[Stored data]
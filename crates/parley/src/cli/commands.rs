//! CLI argument definitions.

use clap::Parser;
use std::path::PathBuf;

/// Parley - talk to language-model villagers from a terminal
#[derive(Parser, Debug)]
#[command(name = "parley")]
#[command(about = "Drive the NPC chat extension from a console session", long_about = None)]
#[command(version)]
pub struct Cli {
    /// Local override file layered over the engine settings
    #[arg(long)]
    pub config: Option<PathBuf>,

    /// JSON file standing in for the engine's mod config
    #[arg(long)]
    pub mod_config: Option<PathBuf>,

    /// Mod id to resolve settings for
    #[arg(long, default_value = parley::DEFAULT_MOD_ID)]
    pub mod_id: String,

    /// Enable verbose logging
    #[arg(short, long)]
    pub verbose: bool,
}
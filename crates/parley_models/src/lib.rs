//! Language-model backends for the Parley NPC chat extension.
//!
//! Every backend implements [`ChatProvider`](parley_interface::ChatProvider)
//! over plain HTTP with `reqwest`:
//!
//! - [`OllamaDriver`]: local Ollama server, reachability probed over the network
//! - [`GeminiDriver`]: Google Gemini `generateContent`
//! - [`OpenAiDriver`] and [`OpenRouterDriver`]: thin wrappers over the shared
//!   [`OpenAiCompatibleClient`]
//!
//! [`ProviderRegistry`] holds one driver per backend, probes them and picks the
//! backend the worker will use.

#![forbid(unsafe_code)]
#![warn(missing_docs)]

mod gemini;
mod http;
mod ollama;
mod openai;
mod openai_compat;
mod openrouter;
mod prompt;
mod registry;
mod sanitize;

pub use gemini::GeminiDriver;
pub use ollama::OllamaDriver;
pub use openai::OpenAiDriver;
pub use openai_compat::OpenAiCompatibleClient;
pub use openrouter::OpenRouterDriver;
pub use prompt::{DEFAULT_TRANSCRIPT_TURNS, build_transcript, system_instruction};
pub use registry::{FALLBACK_ORDER, ProviderAvailability, ProviderRegistry, select_provider};
pub use sanitize::sanitize_reply;
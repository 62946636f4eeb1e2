//! The language-model backend capability.

use async_trait::async_trait;
use parley_core::{ChatTurn, NpcContext, ProviderKind};
use parley_error::ProviderResult;
use std::time::Duration;

/// Core trait that every language-model backend implements.
///
/// Backends differ only in transport details (endpoint shape, auth header,
/// response envelope). They are selected once at startup from a lookup table
/// and invoked only from the background worker.
#[async_trait]
pub trait ChatProvider: Send + Sync {
    /// Which backend this is.
    fn kind(&self) -> ProviderKind;

    /// Model identifier (e.g., "llama3.2", "gpt-4o-mini").
    fn model_name(&self) -> &str;

    /// Whether the backend can be used right now.
    ///
    /// Local backends perform a lightweight reachability call bounded by
    /// `probe_timeout`; hosted backends only check that a credential is
    /// configured.
    async fn is_available(&self, probe_timeout: Duration) -> bool;

    /// Produce the NPC's reply to `message`.
    ///
    /// `history` holds prior turns oldest first. `timeout` bounds the whole
    /// HTTP exchange.
    async fn generate_response(
        &self,
        context: &NpcContext,
        history: &[ChatTurn],
        message: &str,
        timeout: Duration,
    ) -> ProviderResult<String>;
}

What the task asks:
Tally up the lines above in which "Duration" occurs. Give the result as a bare number.

Answer box:
3